WASHINGTON (Reuters) - U.S. Commerce Secretary Wilbur Ross said on Thursday that a $5.5 million increase requested for the agency’s enforcement budget this year will have a “real impact” in cracking down on unfair trade practices and export security violations.
Ross told a House Appropriations subcommittee that an additional $4.5 million requested by the Trump Administration for the International Trade Administration’s enforcement and compliance section will fund 29 new positions whose primary focus will be the self-initiation of antidumping and antisubsidy investigations.
Ross has pledged to have the Commerce Department take the lead in launching trade cases on behalf of industries that lack the resources or the organization to pursue them.
“We will ensure that no country or foreign corporation can take unfair advantage of U.S. markets,” Ross said.
The enforcement increases are contained in the Trump administration’s fiscal 2018 budget requests, which propose deep cuts to food assistance, health care and other social programs along with increases in military spending.

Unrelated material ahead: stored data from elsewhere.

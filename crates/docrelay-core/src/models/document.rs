use chrono::{DateTime, Utc};
use serde::{Deserialize, Deserializer, Serialize};
use serde_json::{Map, Value};
use std::fmt::{Display, Formatter, Result as FmtResult};
use std::str::FromStr;
use utoipa::ToSchema;
use uuid::Uuid;

use crate::AppError;

/// Lifecycle of a document upload.
///
/// `pending -> processing -> {completed | failed}`. The relay creates records directly in
/// `processing`; `completed` and `failed` are terminal.
#[derive(Debug, Clone, Copy, Serialize, Deserialize, ToSchema, PartialEq, Eq, Hash)]
#[cfg_attr(feature = "sqlx", derive(sqlx::Type))]
#[cfg_attr(feature = "sqlx", sqlx(type_name = "text", rename_all = "lowercase"))]
#[serde(rename_all = "lowercase")]
pub enum DocumentStatus {
    Pending,
    Processing,
    Completed,
    Failed,
}

impl DocumentStatus {
    pub fn as_str(&self) -> &'static str {
        match self {
            DocumentStatus::Pending => "pending",
            DocumentStatus::Processing => "processing",
            DocumentStatus::Completed => "completed",
            DocumentStatus::Failed => "failed",
        }
    }

    pub fn is_terminal(&self) -> bool {
        matches!(self, DocumentStatus::Completed | DocumentStatus::Failed)
    }

    /// Statuses a document must currently be in to move to `self`.
    pub fn predecessors(&self) -> &'static [DocumentStatus] {
        match self {
            DocumentStatus::Pending => &[],
            DocumentStatus::Processing => &[DocumentStatus::Pending],
            DocumentStatus::Completed | DocumentStatus::Failed => &[DocumentStatus::Processing],
        }
    }

    pub fn can_transition_to(&self, next: DocumentStatus) -> bool {
        next.predecessors().contains(self)
    }

    /// Check that `result` is the payload this status is allowed to carry:
    /// nothing before a terminal state, the matching variant after.
    pub fn check_result(&self, result: Option<&DocumentResult>) -> Result<(), AppError> {
        let ok = match (self, result) {
            (DocumentStatus::Pending | DocumentStatus::Processing, None) => true,
            (DocumentStatus::Completed, Some(DocumentResult::Completed(_))) => true,
            (DocumentStatus::Failed, Some(DocumentResult::Failed(_))) => true,
            _ => false,
        };
        if ok {
            Ok(())
        } else {
            Err(AppError::Validation(format!(
                "result payload does not match status '{}'",
                self
            )))
        }
    }
}

impl Display for DocumentStatus {
    fn fmt(&self, f: &mut Formatter<'_>) -> FmtResult {
        f.write_str(self.as_str())
    }
}

impl FromStr for DocumentStatus {
    type Err = anyhow::Error;

    fn from_str(s: &str) -> Result<Self, Self::Err> {
        match s {
            "pending" => Ok(DocumentStatus::Pending),
            "processing" => Ok(DocumentStatus::Processing),
            "completed" => Ok(DocumentStatus::Completed),
            "failed" => Ok(DocumentStatus::Failed),
            _ => Err(anyhow::anyhow!("Invalid document status: {}", s)),
        }
    }
}

fn empty_object() -> Value {
    Value::Object(Map::new())
}

fn null_as_empty_object<'de, D>(deserializer: D) -> Result<Value, D::Error>
where
    D: Deserializer<'de>,
{
    let value = Value::deserialize(deserializer)?;
    Ok(if value.is_null() { empty_object() } else { value })
}

/// OCR output recorded on a completed document.
#[derive(Debug, Clone, PartialEq, Serialize, Deserialize)]
pub struct CompletedResult {
    #[serde(default = "empty_object", deserialize_with = "null_as_empty_object")]
    pub fields: Value,
    #[serde(default = "empty_object", deserialize_with = "null_as_empty_object")]
    pub confidence: Value,
    #[serde(default = "empty_object", deserialize_with = "null_as_empty_object")]
    pub raw: Value,
}

impl Default for CompletedResult {
    fn default() -> Self {
        Self {
            fields: empty_object(),
            confidence: empty_object(),
            raw: empty_object(),
        }
    }
}

impl CompletedResult {
    /// Build from an OCR response body. Missing or null members become `{}`; a body that
    /// is not a JSON object yields all defaults.
    pub fn from_response_body(body: Value) -> Self {
        let Value::Object(mut members) = body else {
            return Self::default();
        };
        let mut take = |key: &str| match members.remove(key) {
            Some(Value::Null) | None => empty_object(),
            Some(value) => value,
        };
        Self {
            fields: take("fields"),
            confidence: take("confidence"),
            raw: take("raw"),
        }
    }
}

/// Failure detail recorded on a failed document.
#[derive(Debug, Clone, PartialEq, Serialize, Deserialize)]
pub struct FailedResult {
    pub error: String,
    #[serde(default, skip_serializing_if = "Option::is_none")]
    pub details: Option<String>,
}

/// Terminal payload of a document; the variant always matches the document status.
///
/// Stored untagged so the persisted JSON is exactly `{fields, confidence, raw}` or
/// `{error, details}`. `Failed` is tried first because every `CompletedResult` member
/// has a default.
#[derive(Debug, Clone, PartialEq, Serialize, Deserialize)]
#[serde(untagged)]
pub enum DocumentResult {
    Failed(FailedResult),
    Completed(CompletedResult),
}

impl DocumentResult {
    pub fn status(&self) -> DocumentStatus {
        match self {
            DocumentResult::Completed(_) => DocumentStatus::Completed,
            DocumentResult::Failed(_) => DocumentStatus::Failed,
        }
    }
}

#[derive(Debug, Clone, PartialEq, Serialize, Deserialize)]
pub struct Document {
    pub id: Uuid,
    pub filename: String,
    pub mime: String,
    pub size: i64,
    pub status: DocumentStatus,
    pub result: Option<DocumentResult>,
    pub created_at: DateTime<Utc>,
    pub updated_at: DateTime<Utc>,
}

/// Full document record as returned by `GET /documents/{id}`.
#[derive(Debug, Serialize, Deserialize, ToSchema)]
#[serde(rename_all = "camelCase")]
pub struct DocumentResponse {
    pub id: Uuid,
    pub filename: String,
    pub mime: String,
    pub size: i64,
    pub status: DocumentStatus,
    #[schema(value_type = Option<Object>)]
    pub result: Option<Value>,
    pub created_at: DateTime<Utc>,
    pub updated_at: DateTime<Utc>,
}

impl From<Document> for DocumentResponse {
    fn from(doc: Document) -> Self {
        // Serializing our own result types cannot fail: they hold only strings and Values.
        let result = doc
            .result
            .and_then(|result| serde_json::to_value(result).ok());
        DocumentResponse {
            id: doc.id,
            filename: doc.filename,
            mime: doc.mime,
            size: doc.size,
            status: doc.status,
            result,
            created_at: doc.created_at,
            updated_at: doc.updated_at,
        }
    }
}

/// List entry; the result payload is left out of listings.
#[derive(Debug, Serialize, Deserialize, ToSchema)]
#[serde(rename_all = "camelCase")]
pub struct DocumentSummary {
    pub id: Uuid,
    pub filename: String,
    pub mime: String,
    pub size: i64,
    pub status: DocumentStatus,
    pub created_at: DateTime<Utc>,
    pub updated_at: DateTime<Utc>,
}

impl From<Document> for DocumentSummary {
    fn from(doc: Document) -> Self {
        DocumentSummary {
            id: doc.id,
            filename: doc.filename,
            mime: doc.mime,
            size: doc.size,
            status: doc.status,
            created_at: doc.created_at,
            updated_at: doc.updated_at,
        }
    }
}

#[derive(Debug, Serialize, Deserialize, ToSchema)]
pub struct DocumentListResponse {
    pub documents: Vec<DocumentSummary>,
    pub count: usize,
}

impl From<Vec<Document>> for DocumentListResponse {
    fn from(documents: Vec<Document>) -> Self {
        let documents: Vec<DocumentSummary> =
            documents.into_iter().map(DocumentSummary::from).collect();
        DocumentListResponse {
            count: documents.len(),
            documents,
        }
    }
}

Commerce also would get a $1 million increase in funding for the Bureau of Industry and Security (BIS), the division that enforces export controls on sensitive technologies. Ross said this would fund 19 new special agents at the division that took the lead in an investigation that led to a criminal fine of $1.19 billion against China’s ZTE 000063.SZ for violating trade sanctions on Iran and North Korea.
“BIS took the lead in cracking this case open. So I am confident that these 19 additional agents, and the bandwidth they represent, will have real impact,” Ross said.